**Required action**
Below are records; repeat them all exactly.

**Stored items from a collection**

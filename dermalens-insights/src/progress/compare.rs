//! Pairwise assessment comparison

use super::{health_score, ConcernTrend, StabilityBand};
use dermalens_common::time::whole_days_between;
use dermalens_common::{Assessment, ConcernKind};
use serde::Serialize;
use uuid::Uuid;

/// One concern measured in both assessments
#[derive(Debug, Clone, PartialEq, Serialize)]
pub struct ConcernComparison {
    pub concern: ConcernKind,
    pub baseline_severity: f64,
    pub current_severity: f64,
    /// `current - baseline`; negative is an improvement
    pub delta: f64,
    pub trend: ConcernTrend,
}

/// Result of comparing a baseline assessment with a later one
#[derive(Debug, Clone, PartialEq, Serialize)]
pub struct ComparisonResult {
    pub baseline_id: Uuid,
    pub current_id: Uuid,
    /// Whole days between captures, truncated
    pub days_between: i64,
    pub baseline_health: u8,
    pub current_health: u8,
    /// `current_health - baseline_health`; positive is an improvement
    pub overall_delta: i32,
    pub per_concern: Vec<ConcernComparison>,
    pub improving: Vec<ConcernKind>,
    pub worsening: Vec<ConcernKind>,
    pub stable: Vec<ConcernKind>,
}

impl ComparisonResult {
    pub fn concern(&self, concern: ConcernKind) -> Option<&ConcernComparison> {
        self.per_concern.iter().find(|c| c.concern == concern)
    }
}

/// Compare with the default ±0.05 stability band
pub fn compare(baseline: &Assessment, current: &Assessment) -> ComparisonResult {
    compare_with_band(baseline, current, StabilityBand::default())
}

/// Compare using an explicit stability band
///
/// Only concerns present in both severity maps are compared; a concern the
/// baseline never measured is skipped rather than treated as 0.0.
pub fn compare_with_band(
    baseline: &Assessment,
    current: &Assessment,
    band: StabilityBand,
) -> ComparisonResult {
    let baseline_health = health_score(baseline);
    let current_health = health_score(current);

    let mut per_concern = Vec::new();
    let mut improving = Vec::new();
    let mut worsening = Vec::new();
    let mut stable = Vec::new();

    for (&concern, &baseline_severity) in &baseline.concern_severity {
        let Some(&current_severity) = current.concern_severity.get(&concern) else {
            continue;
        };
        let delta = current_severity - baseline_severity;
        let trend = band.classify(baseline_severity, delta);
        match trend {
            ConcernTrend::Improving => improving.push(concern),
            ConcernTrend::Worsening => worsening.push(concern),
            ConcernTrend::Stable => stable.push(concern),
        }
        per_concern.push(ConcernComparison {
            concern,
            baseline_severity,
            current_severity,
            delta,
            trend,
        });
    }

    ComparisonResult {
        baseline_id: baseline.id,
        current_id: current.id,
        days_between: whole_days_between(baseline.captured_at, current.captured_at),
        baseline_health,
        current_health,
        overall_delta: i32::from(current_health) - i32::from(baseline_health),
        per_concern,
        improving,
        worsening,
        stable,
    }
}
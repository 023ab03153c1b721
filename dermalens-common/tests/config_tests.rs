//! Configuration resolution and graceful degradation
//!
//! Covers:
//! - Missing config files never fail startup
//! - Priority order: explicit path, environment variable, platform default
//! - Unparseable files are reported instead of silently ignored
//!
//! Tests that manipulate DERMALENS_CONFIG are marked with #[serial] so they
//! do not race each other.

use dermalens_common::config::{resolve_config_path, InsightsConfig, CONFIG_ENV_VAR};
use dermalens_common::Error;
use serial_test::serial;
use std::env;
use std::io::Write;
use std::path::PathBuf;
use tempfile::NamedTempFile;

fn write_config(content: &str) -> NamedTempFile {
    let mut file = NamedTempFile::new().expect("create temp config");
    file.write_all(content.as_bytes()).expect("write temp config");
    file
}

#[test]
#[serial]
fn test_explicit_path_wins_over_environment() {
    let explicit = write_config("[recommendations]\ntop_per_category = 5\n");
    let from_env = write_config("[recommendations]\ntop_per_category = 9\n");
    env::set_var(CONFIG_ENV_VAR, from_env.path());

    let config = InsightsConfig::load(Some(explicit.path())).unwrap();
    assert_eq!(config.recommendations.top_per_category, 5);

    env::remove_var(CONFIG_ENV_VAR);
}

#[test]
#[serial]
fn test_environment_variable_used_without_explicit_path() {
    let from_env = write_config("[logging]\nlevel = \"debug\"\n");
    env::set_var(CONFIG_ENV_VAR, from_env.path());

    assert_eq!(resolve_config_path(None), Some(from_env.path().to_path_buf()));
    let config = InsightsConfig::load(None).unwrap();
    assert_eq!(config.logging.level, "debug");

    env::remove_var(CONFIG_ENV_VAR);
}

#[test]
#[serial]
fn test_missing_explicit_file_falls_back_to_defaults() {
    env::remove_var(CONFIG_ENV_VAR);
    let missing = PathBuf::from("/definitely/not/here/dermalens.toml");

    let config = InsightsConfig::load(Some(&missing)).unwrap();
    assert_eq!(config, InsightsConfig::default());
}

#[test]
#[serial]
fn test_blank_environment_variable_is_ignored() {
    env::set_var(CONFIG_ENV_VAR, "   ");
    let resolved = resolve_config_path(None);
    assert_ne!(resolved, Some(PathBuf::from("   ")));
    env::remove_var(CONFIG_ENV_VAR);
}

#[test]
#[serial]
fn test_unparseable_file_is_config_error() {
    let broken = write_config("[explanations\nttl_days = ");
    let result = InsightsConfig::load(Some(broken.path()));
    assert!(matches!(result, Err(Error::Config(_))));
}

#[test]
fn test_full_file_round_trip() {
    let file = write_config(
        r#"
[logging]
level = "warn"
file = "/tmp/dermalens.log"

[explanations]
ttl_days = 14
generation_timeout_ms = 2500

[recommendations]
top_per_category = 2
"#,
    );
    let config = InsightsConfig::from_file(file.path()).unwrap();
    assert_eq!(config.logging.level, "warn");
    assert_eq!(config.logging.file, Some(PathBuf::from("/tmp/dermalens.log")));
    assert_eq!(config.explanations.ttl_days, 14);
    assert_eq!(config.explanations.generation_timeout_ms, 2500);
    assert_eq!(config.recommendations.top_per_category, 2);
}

**Exercise solution**
filename dermalens-insights/src/progress/compare.rs
//! Pairwise assessment comparison

use super::{health_score, ConcernTrend, StabilityBand};
use dermalens_common::time::whole_days_between;
use dermalens_common::{Assessment, ConcernKind};
use serde::Serialize;
use uuid::Uuid;

/// One concern measured in both assessments
#[derive(Debug, Clone, PartialEq, Serialize)]
pub struct ConcernComparison {
    pub concern: ConcernKind,
    pub baseline_severity: f64,
    pub current_severity: f64,
    /// `current - baseline`; negative is an improvement
    pub delta: f64,
    pub trend: ConcernTrend,
}

/// Result of comparing a baseline assessment with a later one
#[derive(Debug, Clone, PartialEq, Serialize)]
pub struct ComparisonResult {
    pub baseline_id: Uuid,
    pub current_id: Uuid,
    /// Whole days between captures, truncated
    pub days_between: i64,
    pub baseline_health: u8,
    pub current_health: u8,
    /// `current_health - baseline_health`; positive is an improvement
    pub overall_delta: i32,
    pub per_concern: Vec<ConcernComparison>,
    pub improving: Vec<ConcernKind>,
    pub worsening: Vec<ConcernKind>,
    pub stable: Vec<ConcernKind>,
}

impl ComparisonResult {
    pub fn concern(&self, concern: ConcernKind) -> Option<&ConcernComparison> {
        self.per_concern.iter().find(|c| c.concern == concern)
    }
}

/// Compare with the default ±0.05 stability band
pub fn compare(baseline: &Assessment, current: &Assessment) -> ComparisonResult {
    compare_with_band(baseline, current, StabilityBand::default())
}

/// Compare using an explicit stability band
///
/// Only concerns present in both severity maps are compared; a concern the
/// baseline never measured is skipped rather than treated as 0.0.
pub fn compare_with_band(
    baseline: &Assessment,
    current: &Assessment,
    band: StabilityBand,
) -> ComparisonResult {
    let baseline_health = health_score(baseline);
    let current_health = health_score(current);

    let mut per_concern = Vec::new();
    let mut improving = Vec::new();
    let mut worsening = Vec::new();
    let mut stable = Vec::new();

    for (&concern, &baseline_severity) in &baseline.concern_severity {
        let Some(&current_severity) = current.concern_severity.get(&concern) else {
            continue;
        };
        let delta = current_severity - baseline_severity;
        let trend = band.classify(baseline_severity, delta);
        match trend {
            ConcernTrend::Improving => improving.push(concern),
            ConcernTrend::Worsening => worsening.push(concern),
            ConcernTrend::Stable => stable.push(concern),
        }
        per_concern.push(ConcernComparison {
            concern,
            baseline_severity,
            current_severity,
            delta,
            trend,
        });
    }

    ComparisonResult {
        baseline_id: baseline.id,
        current_id: current.id,
        days_between: whole_days_between(baseline.captured_at, current.captured_at),
        baseline_health,
        current_health,
        overall_delta: i32::from(current_health) - i32::from(baseline_health),
        per_concern,
        improving,
        worsening,
        stable,
    }
}
repository 023ab03153c1b721
filename dermalens-common/tests/config_tests.rs
//! Configuration resolution and graceful degradation
//!
//! Covers:
//! - Missing config files never fail startup
//! - Priority order: explicit path, environment variable, platform default
//! - Unparseable files are reported instead of silently ignored
//!
//! Tests that manipulate DERMALENS_CONFIG are marked with #[serial] so they
//! do not race each other.

use dermalens_common::config::{resolve_config_path, InsightsConfig, CONFIG_ENV_VAR};
use dermalens_common::Error;
use serial_test::serial;
use std::env;
use std::io::Write;
use std::path::PathBuf;
use tempfile::NamedTempFile;

fn write_config(content: &str) -> NamedTempFile {
    let mut file = NamedTempFile::new().expect("create temp config");
    file.write_all(content.as_bytes()).expect("write temp config");
    file
}

#[test]
#[serial]
fn test_explicit_path_wins_over_environment() {
    let explicit = write_config("[recommendations]\ntop_per_category = 5\n");
    let from_env = write_config("[recommendations]\ntop_per_category = 9\n");
    env::set_var(CONFIG_ENV_VAR, from_env.path());

    let config = InsightsConfig::load(Some(explicit.path())).unwrap();
    assert_eq!(config.recommendations.top_per_category, 5);

    env::remove_var(CONFIG_ENV_VAR);
}

#[test]
#[serial]
fn test_environment_variable_used_without_explicit_path() {
    let from_env = write_config("[logging]\nlevel = \"debug\"\n");
    env::set_var(CONFIG_ENV_VAR, from_env.path());

    assert_eq!(resolve_config_path(None), Some(from_env.path().to_path_buf()));
    let config = InsightsConfig::load(None).unwrap();
    assert_eq!(config.logging.level, "debug");

    env::remove_var(CONFIG_ENV_VAR);
}

#[test]
#[serial]
fn test_missing_explicit_file_falls_back_to_defaults() {
    env::remove_var(CONFIG_ENV_VAR);
    let missing = PathBuf::from("/definitely/not/here/dermalens.toml");

    let config = InsightsConfig::load(Some(&missing)).unwrap();
    assert_eq!(config, InsightsConfig::default());
}

#[test]
#[serial]
fn test_blank_environment_variable_is_ignored() {
    env::set_var(CONFIG_ENV_VAR, "   ");
    let resolved = resolve_config_path(None);
    assert_ne!(resolved, Some(PathBuf::from("   ")));
    env::remove_var(CONFIG_ENV_VAR);
}

#[test]
#[serial]
fn test_unparseable_file_is_config_error() {
    let broken = write_config("[explanations\nttl_days = ");
    let result = InsightsConfig::load(Some(broken.path()));
    assert!(matches!(result, Err(Error::Config(_))));
}

#[test]
fn test_full_file_round_trip() {
    let file = write_config(
        r#"
[logging]
level = "warn"
file = "/tmp/dermalens.log"

[explanations]
ttl_days = 14
generation_timeout_ms = 2500

[recommendations]
top_per_category = 2
"#,
    );
    let config = InsightsConfig::from_file(file.path()).unwrap();
    assert_eq!(config.logging.level, "warn");
    assert_eq!(config.logging.file, Some(PathBuf::from("/tmp/dermalens.log")));
    assert_eq!(config.explanations.ttl_days, 14);
    assert_eq!(config.explanations.generation_timeout_ms, 2500);
    assert_eq!(config.recommendations.top_per_category, 2);
}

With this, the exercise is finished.